Unveiling Single White Slut at the Fringe following a trial run last year and series of London dates, Tim Key has every reason to look pleased with himself. Strolling his vast stage in a denim onesie, cowboy boots and unkempt beard, affecting bemusement about what we've all gathered for, it's tricky to define this show beyond an extended, elaborate tease.

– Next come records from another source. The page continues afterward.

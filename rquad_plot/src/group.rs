use crate::config::SortOrder;
use crate::parser::{DataPoint, Variant};
use crate::unit::TimeUnit;

/// The points of one variant in a chart, ordered along the x axis.
#[derive(Debug, Clone, PartialEq)]
pub struct Series<'a> {
    pub variant: Variant,
    pub points: Vec<&'a DataPoint>,
}

impl<'a> Series<'a> {
    pub fn xs(&self) -> Vec<u64> {
        self.points.iter().map(|point| point.x).collect()
    }

    /// Times of all points, converted to `unit`.
    pub fn ys(&self, unit: TimeUnit) -> Vec<f64> {
        self.points
            .iter()
            .map(|point| unit.from_nanos(point.time))
            .collect()
    }
}

/// Partitions `points` by variant and sorts each partition by `x`. Series are
/// returned in the order in which their variant first appears in `points`.
/// Points with the same `x` keep their relative order.
pub fn group_and_order(
    points: &[DataPoint],
    order: SortOrder,
) -> Vec<Series<'_>> {
    let mut series: Vec<Series<'_>> = Vec::new();
    for point in points {
        match series.iter_mut().find(|s| s.variant == point.variant) {
            Some(s) => s.points.push(point),
            None => series.push(Series {
                variant: point.variant,
                points: vec![point],
            }),
        }
    }

    // `sort_by` is stable
    for s in series.iter_mut() {
        match order {
            SortOrder::Ascending => s.points.sort_by(|a, b| a.x.cmp(&b.x)),
            SortOrder::Descending => s.points.sort_by(|a, b| b.x.cmp(&a.x)),
        }
    }
    series
}
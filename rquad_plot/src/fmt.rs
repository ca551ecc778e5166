use crate::parser::Variant;

pub struct PlotFmt;

impl PlotFmt {
    /// Font size of titles, axis labels and legends.
    pub const FONT_SIZE: usize = 22;

    /// Figure size, in inches.
    pub const FIG_SIZE: (f64, f64) = (18.0, 9.0);

    pub fn variant_name(variant: Variant) -> &'static str {
        variant.tag()
    }
}

/// Line styles used by one chart, in matplotlib's `fmt` notation (e.g. `"r"`
/// for a red line, `"g.-"` for green dots joined by a line).
///
/// The i-th series of a chart is drawn with the i-th style, wrapping around
/// when there are more series than styles. Every chart starts from the first
/// style.
#[derive(Debug, Clone, PartialEq, Eq)]
pub struct Palette {
    styles: Vec<String>,
}

impl Palette {
    /// Creates a new `Palette`. Returns `None` if `styles` is empty.
    pub fn new<S: Into<String>>(styles: Vec<S>) -> Option<Self> {
        if styles.is_empty() {
            return None;
        }
        let styles = styles.into_iter().map(Into::into).collect();
        Some(Self { styles })
    }

    pub fn style(&self, index: usize) -> &str {
        &self.styles[index % self.styles.len()]
    }

    pub fn len(&self) -> usize {
        self.styles.len()
    }

    pub fn is_empty(&self) -> bool {
        self.styles.is_empty()
    }
}

impl Default for Palette {
    // red and green lines
    fn default() -> Self {
        Self {
            styles: vec![String::from("r"), String::from("g")],
        }
    }
}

Ostensibly about beds, and his efforts to get women into them, he reflects upon a committed post-gig seduction, a clinical transaction in Sochi and an awkwardly negotiated threesome in India, inbetwixt concocting a playful fantasy sequence with Anne Hathaway on the set of One Day. Lest we forget, the Alan Partridge sidekick is now a film star, this once marginalised versifier now the smug, self-confident face of a so-called poetry boom. In actuality, his signature clipped poems play a reduced role this time round, subsumed into the broader, inexplicable collage. And his crude appeals to laddishness ring deliberately hollow, not unsettling so much as just off. Wrong-footing his audience has become Key's mojo, as with those he coaxes onstage to share his bed. But also, subtly, in his deceptively precise language and the theatrics he employs to add a further, dream-like quality to the piece's measured pace and mood.

Occasionally, there's a suggestion of the Emperor's New Clothes, his capricious discursions into owls and such like. But these reinforce the bathos of a performance that knows when to flirt with the mundane. Rich, strange and ambitious, Key has delivered another novelty suffused with sly intent and mischievous wit.